6. April 2011 – Der Prozess gegen Berlusconi wird eröffnet, dennoch umgehend auf den 31. Mai 2011 wegen der Erscheinung hunderter Vertreter der weltweiten Medien trotz Untersagung von Fernsehaufnahmen  vertagt.

24. Juni 2013 – Das Mailänder Gericht verurteilt den zurückgetretene Berlusconi in erster Instanz zu sieben Jahren Haft ohne Bewährung und zu einem Verbot der Bekleidung öffentlicher Ämter.

2. Januar 2014 – Berlusconis Anwälte legen Berufung gegen das Urteil ein. Begründung: es liegt keine Straftat vor.

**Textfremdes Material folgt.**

//! H.265 NAL 头与 hvcC 解析.
//!
//! NAL 头两个字节:
//!
//! ```text
//! forbidden_zero_bit(1) nal_unit_type(6) nuh_layer_id(6) nuh_temporal_id_plus1(3)
//! ```

use hwdec_core::{HwdecError, HwdecResult};

use crate::parsers::bytestream::remove_emulation_prevention;

/// nal_unit_type (表 7-1), 保留类型与解码前端不处理的类型归入 `Other`
#[derive(Debug, Clone, Copy, PartialEq, Eq)]
pub enum HevcNalUnitType {
    TrailN,
    TrailR,
    TsaN,
    TsaR,
    StsaN,
    StsaR,
    RadlN,
    RadlR,
    RaslN,
    RaslR,
    BlaWLp,
    BlaWRadl,
    BlaNLp,
    IdrWRadl,
    IdrNLp,
    Cra,
    Vps,
    Sps,
    Pps,
    Aud,
    Eos,
    Eob,
    PrefixSei,
    SuffixSei,
    Other(u8),
}

/// 已命名类型与编号的对应表
const NAMED_TYPES: [(HevcNalUnitType, u8); 24] = [
    (HevcNalUnitType::TrailN, 0),
    (HevcNalUnitType::TrailR, 1),
    (HevcNalUnitType::TsaN, 2),
    (HevcNalUnitType::TsaR, 3),
    (HevcNalUnitType::StsaN, 4),
    (HevcNalUnitType::StsaR, 5),
    (HevcNalUnitType::RadlN, 6),
    (HevcNalUnitType::RadlR, 7),
    (HevcNalUnitType::RaslN, 8),
    (HevcNalUnitType::RaslR, 9),
    (HevcNalUnitType::BlaWLp, 16),
    (HevcNalUnitType::BlaWRadl, 17),
    (HevcNalUnitType::BlaNLp, 18),
    (HevcNalUnitType::IdrWRadl, 19),
    (HevcNalUnitType::IdrNLp, 20),
    (HevcNalUnitType::Cra, 21),
    (HevcNalUnitType::Vps, 32),
    (HevcNalUnitType::Sps, 33),
    (HevcNalUnitType::Pps, 34),
    (HevcNalUnitType::Aud, 35),
    (HevcNalUnitType::Eos, 36),
    (HevcNalUnitType::Eob, 37),
    (HevcNalUnitType::PrefixSei, 39),
    (HevcNalUnitType::SuffixSei, 40),
];

impl From<u8> for HevcNalUnitType {
    fn from(id: u8) -> Self {
        let id = id & 0x3F;
        NAMED_TYPES
            .iter()
            .find(|&&(_, named)| named == id)
            .map_or(Self::Other(id), |&(nal_type, _)| nal_type)
    }
}

impl HevcNalUnitType {
    /// 编码后的 nal_unit_type 值
    pub fn id(self) -> u8 {
        match self {
            Self::Other(id) => id,
            named => NAMED_TYPES
                .iter()
                .find(|&&(nal_type, _)| nal_type == named)
                .map_or(0, |&(_, id)| id),
        }
    }

    /// 0..=31 为 VCL
    pub fn is_vcl(self) -> bool {
        self.id() < 32
    }

    /// BLA / IDR / CRA 以及保留的 IRAP 类型 22, 23
    pub fn is_irap(self) -> bool {
        (16..=23).contains(&self.id())
    }

    pub fn is_idr(self) -> bool {
        matches!(self, Self::IdrWRadl | Self::IdrNLp)
    }

    pub fn is_bla(self) -> bool {
        matches!(self, Self::BlaWLp | Self::BlaWRadl | Self::BlaNLp)
    }

    pub fn is_cra(self) -> bool {
        self == Self::Cra
    }

    pub fn is_rasl(self) -> bool {
        matches!(self, Self::RaslN | Self::RaslR)
    }

    pub fn is_radl(self) -> bool {
        matches!(self, Self::RadlN | Self::RadlR)
    }

    /// 子层非参考图像: 14 以内的偶数类型 (含保留的 RSV_VCL_N10/12/14)
    pub fn is_sub_layer_non_reference(self) -> bool {
        let id = self.id();
        id <= 14 && id % 2 == 0
    }
}

impl std::fmt::Display for HevcNalUnitType {
    fn fmt(&self, f: &mut std::fmt::Formatter<'_>) -> std::fmt::Result {
        match self {
            Self::Other(id) => write!(f, "NAL#{}", id),
            named => write!(f, "{:?}", named),
        }
    }
}

/// 一个 HEVC NAL 单元
#[derive(Debug, Clone)]
pub struct HevcNalUnit {
    pub nal_type: HevcNalUnitType,
    /// nuh_layer_id, 基本层为 0
    pub layer_id: u8,
    /// TemporalId = nuh_temporal_id_plus1 - 1
    pub temporal_id: u8,
    /// 两字节头之后的负载, 仍含防竞争字节
    pub payload: Vec<u8>,
}

impl HevcNalUnit {
    /// 解析以两字节头开头的 NAL
    pub fn parse(data: &[u8]) -> HwdecResult<Self> {
        let [b0, b1, payload @ ..] = data else {
            return Err(HwdecError::InvalidData(format!(
                "HEVC: NAL 长度 {} 不足以容纳头部",
                data.len()
            )));
        };
        if b0 & 0x80 != 0 {
            return Err(HwdecError::InvalidData(format!(
                "HEVC: forbidden_zero_bit 置位, header=0x{:02X}{:02X}",
                b0, b1
            )));
        }
        let temporal_id = (b1 & 0x07).checked_sub(1).ok_or_else(|| {
            HwdecError::InvalidData("HEVC: nuh_temporal_id_plus1 为 0".into())
        })?;

        Ok(Self {
            nal_type: HevcNalUnitType::from(b0 >> 1),
            layer_id: ((b0 & 0x01) << 5) | (b1 >> 3),
            temporal_id,
            payload: payload.to_vec(),
        })
    }

    /// 去除防竞争字节后的 RBSP
    pub fn rbsp(&self) -> Vec<u8> {
        remove_emulation_prevention(&self.payload)
    }
}

/// HEVCDecoderConfigurationRecord 中解码前端用到的部分
#[derive(Debug, Default)]
pub struct HvccConfig {
    pub vps_list: Vec<Vec<u8>>,
    pub sps_list: Vec<Vec<u8>>,
    pub pps_list: Vec<Vec<u8>>,
    /// 样本中 NAL 长度字段的字节数
    pub length_size: usize,
}

/// hvcC 固定头部长度
const HVCC_HEADER_LEN: usize = 23;

/// 解析 hvcC box 负载
pub fn parse_hvcc_config(data: &[u8]) -> HwdecResult<HvccConfig> {
    let truncated = |what: &str| HwdecError::InvalidData(format!("HEVC: hvcC {} 截断", what));
    let header = data.get(..HVCC_HEADER_LEN).ok_or_else(|| truncated("头部"))?;

    let mut config = HvccConfig {
        length_size: usize::from(header[21] & 0x03) + 1,
        ..Default::default()
    };
    let mut rest = &data[HVCC_HEADER_LEN..];
    for _ in 0..header[22] {
        let [kind, n0, n1, tail @ ..] = rest else {
            return Err(truncated("数组头"));
        };
        let nal_type = HevcNalUnitType::from(*kind);
        rest = tail;

        for _ in 0..u16::from_be_bytes([*n0, *n1]) {
            let [l0, l1, tail @ ..] = rest else {
                return Err(truncated("NAL 长度"));
            };
            let len = usize::from(u16::from_be_bytes([*l0, *l1]));
            if tail.len() < len {
                return Err(HwdecError::InvalidData(format!(
                    "HEVC: hvcC NAL 截断, declared_len={}, remain={}",
                    len,
                    tail.len()
                )));
            }
            let (nal, tail) = tail.split_at(len);
            rest = tail;

            let list = match nal_type {
                HevcNalUnitType::Vps => &mut config.vps_list,
                HevcNalUnitType::Sps => &mut config.sps_list,
                HevcNalUnitType::Pps => &mut config.pps_list,
                _ => continue,
            };
            list.push(nal.to_vec());
        }
    }
    Ok(config)
}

20. Juni 2014 – Das Berufungsverfahren gegen Berlusconi beginnt ohne den Angeklagten am Berufungsgericht Mailands. Berlusconi muss nämlich zeitgleich Sozialstunden ableisten, zu denen er in einem Steuerverfahren verurteilt worden ist.

18. Juli 2014 – Der Berufungsprozess endet mit einem Freispruch. Nach Ansicht des Berufungsgerichtes ist es doch im Hause Berlusconis zur Prostitution gekommen, und el-Mahrough habe auch zweimal dort übernachtet. Allerdings könne nicht sicher nachgewiesen werden, dass Berlusconi ihr Alter gekannt habe. Für den Vorwurf des Amtsmissbrauches würde es keine Beweise geben.

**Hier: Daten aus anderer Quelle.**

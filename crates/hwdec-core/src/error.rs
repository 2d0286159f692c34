//! 统一错误类型定义.
//!
//! 所有 hwdec crate 共用的错误类型, 支持跨模块传播.

use thiserror::Error;

/// hwdec 统一错误类型
#[derive(Debug, Error)]
pub enum HwdecError {
    /// 无效参数
    #[error("无效参数: {0}")]
    InvalidArgument(String),

    /// 无效数据 (损坏的码流、越界的语法元素等)
    #[error("无效数据: {0}")]
    InvalidData(String),

    /// 不支持的码流特性
    #[error("不支持的操作: {0}")]
    Unsupported(String),

    /// 表面池中暂无空闲表面
    #[error("无可用表面")]
    NoSurface,

    /// DPB 已满且无法输出任何图像
    #[error("DPB 已满: {0}")]
    DpbFull(String),

    /// 硬件加速器返回失败
    #[error("加速器错误: {0}")]
    Accelerator(String),

    /// I/O 错误
    #[error("I/O 错误: {0}")]
    Io(#[from] std::io::Error),

    /// 已到达比特流末尾
    #[error("已到达流末尾")]
    Eof,

    /// 内部错误 (不应发生)
    #[error("内部错误: {0}")]
    Internal(String),
}

/// hwdec 统一 Result 类型
pub type HwdecResult<T> = Result<T, HwdecError>;
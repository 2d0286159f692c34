//! 图像存储池.
//!
//! DPB 中的图像以 [`PicId`] 引用, 索引在图像释放前保持稳定.
//! 释放的槽位进入空闲列表, 供后续图像复用.

/// 图像索引
#[derive(Debug, Clone, Copy, PartialEq, Eq, Hash, PartialOrd, Ord)]
pub struct PicId(u32);

impl PicId {
    fn index(self) -> usize {
        self.0 as usize
    }
}

/// 带空闲列表的图像存储池
#[derive(Debug)]
pub struct PictureArena<T> {
    slots: Vec<Option<T>>,
    free: Vec<u32>,
}

impl<T> Default for PictureArena<T> {
    fn default() -> Self {
        Self::new()
    }
}

impl<T> PictureArena<T> {
    /// 创建空池
    pub fn new() -> Self {
        Self {
            slots: Vec::new(),
            free: Vec::new(),
        }
    }

    /// 存入图像, 返回其索引
    pub fn insert(&mut self, value: T) -> PicId {
        if let Some(idx) = self.free.pop() {
            self.slots[idx as usize] = Some(value);
            return PicId(idx);
        }
        self.slots.push(Some(value));
        PicId((self.slots.len() - 1) as u32)
    }

    /// 取出并释放图像
    pub fn remove(&mut self, id: PicId) -> Option<T> {
        let value = self.slots.get_mut(id.index())?.take()?;
        self.free.push(id.0);
        Some(value)
    }

    /// 按索引访问
    pub fn get(&self, id: PicId) -> Option<&T> {
        self.slots.get(id.index())?.as_ref()
    }

    /// 按索引可变访问
    pub fn get_mut(&mut self, id: PicId) -> Option<&mut T> {
        self.slots.get_mut(id.index())?.as_mut()
    }

    /// 释放全部图像
    pub fn clear(&mut self) {
        self.slots.clear();
        self.free.clear();
    }
}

29. November 2014 – Die Staatsanwaltschaft legt vor dem Kassationsgerichtshof, dem obersten italienischen Zivilgericht, Rechtsmittel gegen das zweitinstanzliche Urteil ein.

10. März 2015 – Das Gericht spricht Berlusconi endgültig frei. In weniger als 90 Tagen werden die Begründungen für den Freispruch Italiens früheren Regierungschefs bekanntgemacht.

Die Hauptbegründung wurde aber zur großen Freude der Fans dieses juristischen Epos schon mitgeteilt: Berlusconi sei nicht nachzuweisen, dass er von der Minderjährigkeit von el-Mahrough gewusst habe.

Und wer könnte ihm das bloß zum Vorwurf machen? Ruby sah doch so erwachsen aus…

Ruby Herzensbrecherin

Obwohl der 78-jährige Silvio bis 2019 keine öffentlichen Ämter übernehmen darf, plant er jetzt schon ein politisches Comeback: „Jetzt, wo auch dieses traurige Kapitel beendet ist, bin ich wieder im Spiel, um mit Forza Italia und dem Mitte-Rechts-Lager ein besseres, gerechteres und freieres Italien aufzubauen”, schrieb Berlusconi kurz nach der Mitteilung seines Freispruchs am 11. März in einer Pressemeldung.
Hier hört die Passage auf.